**** PROVIDED ENTRIES ****
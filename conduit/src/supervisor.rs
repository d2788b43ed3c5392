//! Lifecycle of the relay.
//!
//! The listener and the delivery workers run as one unit. When any part of
//! the unit fails, the whole unit is stopped and started again, up to a
//! budget of restarts per rolling hour. The queue and send log belong to the
//! supervisor rather than the unit, so queued mail survives a restart.

use std::{future::Future, net::SocketAddr, sync::Arc};

use chrono::{DateTime, Utc};
use conduit_common::{Signal, clock::Clock, config::RelayConfig, internal};
use conduit_delivery::{DeliveryQueue, DeliveryWorker, EmailSender, RetryPolicy, SendLog};
use conduit_smtp::{ListenerError, SessionConfig, SmtpListener};
use thiserror::Error;
use tokio::{
    sync::{broadcast, watch},
    task::{JoinError, JoinSet},
};

use crate::{notify, restart::RestartWindow};

/// Why the listener/worker unit stopped.
#[derive(Debug, Error)]
pub enum UnitError {
    #[error("Listener failed: {0}")]
    Listener(#[from] ListenerError),

    #[error("Task failed: {0}")]
    Task(#[from] JoinError),

    #[error("A relay task stopped unexpectedly")]
    Stopped,
}

#[derive(Debug, Error)]
pub enum SupervisorError {
    #[error("Restarted more than {budget} times within an hour, last failure: {last}")]
    ExhaustedRestarts { budget: usize, last: String },
}

type Unit = JoinSet<Result<(), UnitError>>;

fn unit_error(finished: Option<Result<Result<(), UnitError>, JoinError>>) -> UnitError {
    match finished {
        Some(Ok(Err(err))) => err,
        Some(Err(err)) => UnitError::Task(err),
        Some(Ok(Ok(()))) | None => UnitError::Stopped,
    }
}

pub struct Supervisor {
    config: Arc<RelayConfig>,
    session: Arc<SessionConfig>,
    clock: Arc<dyn Clock>,
    queue: DeliveryQueue,
    send_log: SendLog,
    sender: Arc<dyn EmailSender>,
    restarts: RestartWindow,
    listening: watch::Sender<Option<SocketAddr>>,
}

impl Supervisor {
    pub fn new(config: RelayConfig, sender: Arc<dyn EmailSender>, clock: Arc<dyn Clock>) -> Self {
        let queue = DeliveryQueue::new(config.queue.max_length, Arc::clone(&clock));
        let send_log = SendLog::new(
            config.send_log.enabled,
            config.send_log.retention,
            Arc::clone(&clock),
        );
        let session = Arc::new(SessionConfig::from_relay(&config, Arc::clone(&clock)));
        let restarts = RestartWindow::new(config.supervisor.restart_budget);
        let (listening, _) = watch::channel(None);

        Self {
            config: Arc::new(config),
            session,
            clock,
            queue,
            send_log,
            sender,
            restarts,
            listening,
        }
    }

    pub const fn queue(&self) -> &DeliveryQueue {
        &self.queue
    }

    pub const fn send_log(&self) -> &SendLog {
        &self.send_log
    }

    pub const fn restarts(&self) -> &RestartWindow {
        &self.restarts
    }

    /// The address the listener is bound to, `None` while the unit is down
    pub fn listening(&self) -> watch::Receiver<Option<SocketAddr>> {
        self.listening.subscribe()
    }

    async fn start_unit(&self, signal: &broadcast::Sender<Signal>) -> Result<Unit, UnitError> {
        let listener = SmtpListener::bind(
            self.config.listen,
            Arc::clone(&self.session),
            self.queue.clone(),
        )
        .await?;
        let address = listener.local_addr().map_err(ListenerError::Accept)?;

        let mut unit = JoinSet::new();

        let shutdown = signal.subscribe();
        unit.spawn(async move {
            listener.serve(shutdown).await?;
            Ok(())
        });

        let policy = RetryPolicy::new(&self.config.delivery, &self.config.queue);
        for id in 0..self.config.delivery.workers {
            let worker = DeliveryWorker::new(
                self.queue.clone(),
                self.send_log.clone(),
                Arc::clone(&self.sender),
                policy,
                self.config.delivery.send_timeout,
            )
            .with_id(id);
            let shutdown = signal.subscribe();
            unit.spawn(async move {
                worker.serve(shutdown).await;
                Ok(())
            });
        }

        self.listening.send_replace(Some(address));
        Ok(unit)
    }

    /// Stop every task in `unit` and wait for them to finish.
    async fn stop_unit(signal: &broadcast::Sender<Signal>, unit: &mut Unit) {
        if signal.send(Signal::Shutdown).is_err() {
            internal!(level = DEBUG, "Relay unit already stopped");
        }

        while let Some(result) = unit.join_next().await {
            if let Err(err) = result {
                internal!(level = WARN, "Relay task failed while stopping: {err}");
            }
        }
    }

    /// Queue the failure report for the operator, if one is configured.
    fn report_failure(&self, at: DateTime<Utc>, failure: &UnitError) {
        let Some(to) = self.config.supervisor.notify.as_deref() else {
            return;
        };

        let report = notify::failure_report(&self.config.from_address, to, at, &failure.to_string());
        match self.queue.enqueue(report) {
            Ok(id) => internal!(level = INFO, envelope = %id, to, "Queued failure report"),
            Err(err) => internal!(level = ERROR, error = %err, "Unable to queue failure report"),
        }
    }

    /// Run the relay until `stop` resolves.
    ///
    /// # Errors
    /// [`SupervisorError::ExhaustedRestarts`] when the unit fails more often
    /// than the restart budget allows
    pub async fn run<F>(mut self, stop: F) -> Result<(), SupervisorError>
    where
        F: Future<Output = ()>,
    {
        tokio::pin!(stop);

        internal!(
            level = INFO,
            address = %self.config.listen,
            workers = self.config.delivery.workers,
            budget = self.restarts.budget(),
            "Relay starting"
        );

        loop {
            let (signal, _) = broadcast::channel(1);

            let failure = match self.start_unit(&signal).await {
                Ok(mut unit) => {
                    let finished = tokio::select! {
                        () = &mut stop => None,
                        finished = unit.join_next() => Some(finished),
                    };

                    Self::stop_unit(&signal, &mut unit).await;

                    match finished {
                        Some(finished) => unit_error(finished),
                        None => {
                            internal!(level = INFO, "Relay stopped");
                            self.listening.send_replace(None);
                            return Ok(());
                        }
                    }
                }
                Err(err) => err,
            };

            self.listening.send_replace(None);

            let now = self.clock.now();
            internal!(level = ERROR, error = %failure, "Relay unit failed");

            if !self.restarts.record(now, failure.to_string()) {
                internal!(
                    level = ERROR,
                    budget = self.restarts.budget(),
                    "Too many restarts within an hour, giving up"
                );
                return Err(SupervisorError::ExhaustedRestarts {
                    budget: self.restarts.budget(),
                    last: failure.to_string(),
                });
            }

            tokio::select! {
                () = &mut stop => return Ok(()),
                () = tokio::time::sleep(self.config.supervisor.restart_delay) => {}
            }

            internal!(
                level = WARN,
                restarts = self.restarts.len(),
                budget = self.restarts.budget(),
                "Restarting relay unit"
            );
            self.report_failure(now, &failure);
        }
    }
}
use async_trait::async_trait;
use conduit_common::envelope::Envelope;

use crate::error::DeliveryError;

/// Acknowledgement from the email service for one accepted message
#[derive(Debug, Clone, Default, PartialEq, Eq)]
pub struct SendReceipt {
    /// Service-side identifier of the send operation, if one was returned
    pub operation_id: Option<String>,
}

/// The outbound collaborator the delivery worker hands envelopes to.
#[async_trait]
pub trait EmailSender: Send + Sync + std::fmt::Debug {
    /// Submit `envelope` and wait for the service to accept or reject it.
    ///
    /// # Errors
    /// Any failure to get the message accepted, classified as transient or
    /// permanent.
    async fn send(&self, envelope: &Envelope) -> Result<SendReceipt, DeliveryError>;
}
****
**TASK DETAILS**
Copy out the entries in full, exactly as they appear.

**THE COMPLETED TASK**
filename conduit/src/supervisor.rs
repository d2788b43ed3c5392
//! Lifecycle of the relay.
//!
//! The listener and the delivery workers run as one unit. When any part of
//! the unit fails, the whole unit is stopped and started again, up to a
//! budget of restarts per rolling hour. The queue and send log belong to the
//! supervisor rather than the unit, so queued mail survives a restart.

use std::{future::Future, net::SocketAddr, sync::Arc};

use chrono::{DateTime, Utc};
use conduit_common::{Signal, clock::Clock, config::RelayConfig, internal};
use conduit_delivery::{DeliveryQueue, DeliveryWorker, EmailSender, RetryPolicy, SendLog};
use conduit_smtp::{ListenerError, SessionConfig, SmtpListener};
use thiserror::Error;
use tokio::{
    sync::{broadcast, watch},
    task::{JoinError, JoinSet},
};

use crate::{notify, restart::RestartWindow};

/// Why the listener/worker unit stopped.
#[derive(Debug, Error)]
pub enum UnitError {
    #[error("Listener failed: {0}")]
    Listener(#[from] ListenerError),

    #[error("Task failed: {0}")]
    Task(#[from] JoinError),

    #[error("A relay task stopped unexpectedly")]
    Stopped,
}

#[derive(Debug, Error)]
pub enum SupervisorError {
    #[error("Restarted more than {budget} times within an hour, last failure: {last}")]
    ExhaustedRestarts { budget: usize, last: String },
}

type Unit = JoinSet<Result<(), UnitError>>;

fn unit_error(finished: Option<Result<Result<(), UnitError>, JoinError>>) -> UnitError {
    match finished {
        Some(Ok(Err(err))) => err,
        Some(Err(err)) => UnitError::Task(err),
        Some(Ok(Ok(()))) | None => UnitError::Stopped,
    }
}

pub struct Supervisor {
    config: Arc<RelayConfig>,
    session: Arc<SessionConfig>,
    clock: Arc<dyn Clock>,
    queue: DeliveryQueue,
    send_log: SendLog,
    sender: Arc<dyn EmailSender>,
    restarts: RestartWindow,
    listening: watch::Sender<Option<SocketAddr>>,
}

impl Supervisor {
    pub fn new(config: RelayConfig, sender: Arc<dyn EmailSender>, clock: Arc<dyn Clock>) -> Self {
        let queue = DeliveryQueue::new(config.queue.max_length, Arc::clone(&clock));
        let send_log = SendLog::new(
            config.send_log.enabled,
            config.send_log.retention,
            Arc::clone(&clock),
        );
        let session = Arc::new(SessionConfig::from_relay(&config, Arc::clone(&clock)));
        let restarts = RestartWindow::new(config.supervisor.restart_budget);
        let (listening, _) = watch::channel(None);

        Self {
            config: Arc::new(config),
            session,
            clock,
            queue,
            send_log,
            sender,
            restarts,
            listening,
        }
    }

    pub const fn queue(&self) -> &DeliveryQueue {
        &self.queue
    }

    pub const fn send_log(&self) -> &SendLog {
        &self.send_log
    }

    pub const fn restarts(&self) -> &RestartWindow {
        &self.restarts
    }

    /// The address the listener is bound to, `None` while the unit is down
    pub fn listening(&self) -> watch::Receiver<Option<SocketAddr>> {
        self.listening.subscribe()
    }

    async fn start_unit(&self, signal: &broadcast::Sender<Signal>) -> Result<Unit, UnitError> {
        let listener = SmtpListener::bind(
            self.config.listen,
            Arc::clone(&self.session),
            self.queue.clone(),
        )
        .await?;
        let address = listener.local_addr().map_err(ListenerError::Accept)?;

        let mut unit = JoinSet::new();

        let shutdown = signal.subscribe();
        unit.spawn(async move {
            listener.serve(shutdown).await?;
            Ok(())
        });

        let policy = RetryPolicy::new(&self.config.delivery, &self.config.queue);
        for id in 0..self.config.delivery.workers {
            let worker = DeliveryWorker::new(
                self.queue.clone(),
                self.send_log.clone(),
                Arc::clone(&self.sender),
                policy,
                self.config.delivery.send_timeout,
            )
            .with_id(id);
            let shutdown = signal.subscribe();
            unit.spawn(async move {
                worker.serve(shutdown).await;
                Ok(())
            });
        }

        self.listening.send_replace(Some(address));
        Ok(unit)
    }

    /// Stop every task in `unit` and wait for them to finish.
    async fn stop_unit(signal: &broadcast::Sender<Signal>, unit: &mut Unit) {
        if signal.send(Signal::Shutdown).is_err() {
            internal!(level = DEBUG, "Relay unit already stopped");
        }

        while let Some(result) = unit.join_next().await {
            if let Err(err) = result {
                internal!(level = WARN, "Relay task failed while stopping: {err}");
            }
        }
    }

    /// Queue the failure report for the operator, if one is configured.
    fn report_failure(&self, at: DateTime<Utc>, failure: &UnitError) {
        let Some(to) = self.config.supervisor.notify.as_deref() else {
            return;
        };

        let report = notify::failure_report(&self.config.from_address, to, at, &failure.to_string());
        match self.queue.enqueue(report) {
            Ok(id) => internal!(level = INFO, envelope = %id, to, "Queued failure report"),
            Err(err) => internal!(level = ERROR, error = %err, "Unable to queue failure report"),
        }
    }

    /// Run the relay until `stop` resolves.
    ///
    /// # Errors
    /// [`SupervisorError::ExhaustedRestarts`] when the unit fails more often
    /// than the restart budget allows
    pub async fn run<F>(mut self, stop: F) -> Result<(), SupervisorError>
    where
        F: Future<Output = ()>,
    {
        tokio::pin!(stop);

        internal!(
            level = INFO,
            address = %self.config.listen,
            workers = self.config.delivery.workers,
            budget = self.restarts.budget(),
            "Relay starting"
        );

        loop {
            let (signal, _) = broadcast::channel(1);

            let failure = match self.start_unit(&signal).await {
                Ok(mut unit) => {
                    let finished = tokio::select! {
                        () = &mut stop => None,
                        finished = unit.join_next() => Some(finished),
                    };

                    Self::stop_unit(&signal, &mut unit).await;

                    match finished {
                        Some(finished) => unit_error(finished),
                        None => {
                            internal!(level = INFO, "Relay stopped");
                            self.listening.send_replace(None);
                            return Ok(());
                        }
                    }
                }
                Err(err) => err,
            };

            self.listening.send_replace(None);

            let now = self.clock.now();
            internal!(level = ERROR, error = %failure, "Relay unit failed");

            if !self.restarts.record(now, failure.to_string()) {
                internal!(
                    level = ERROR,
                    budget = self.restarts.budget(),
                    "Too many restarts within an hour, giving up"
                );
                return Err(SupervisorError::ExhaustedRestarts {
                    budget: self.restarts.budget(),
                    last: failure.to_string(),
                });
            }

            tokio::select! {
                () = &mut stop => return Ok(()),
                () = tokio::time::sleep(self.config.supervisor.restart_delay) => {}
            }

            internal!(
                level = WARN,
                restarts = self.restarts.len(),
                budget = self.restarts.budget(),
                "Restarting relay unit"
            );
            self.report_failure(now, &failure);
        }
    }
}
use async_trait::async_trait;
use conduit_common::envelope::Envelope;

use crate::error::DeliveryError;

/// Acknowledgement from the email service for one accepted message
#[derive(Debug, Clone, Default, PartialEq, Eq)]
pub struct SendReceipt {
    /// Service-side identifier of the send operation, if one was returned
    pub operation_id: Option<String>,
}

/// The outbound collaborator the delivery worker hands envelopes to.
#[async_trait]
pub trait EmailSender: Send + Sync + std::fmt::Debug {
    /// Submit `envelope` and wait for the service to accept or reject it.
    ///
    /// # Errors
    /// Any failure to get the message accepted, classified as transient or
    /// permanent.
    async fn send(&self, envelope: &Envelope) -> Result<SendReceipt, DeliveryError>;
}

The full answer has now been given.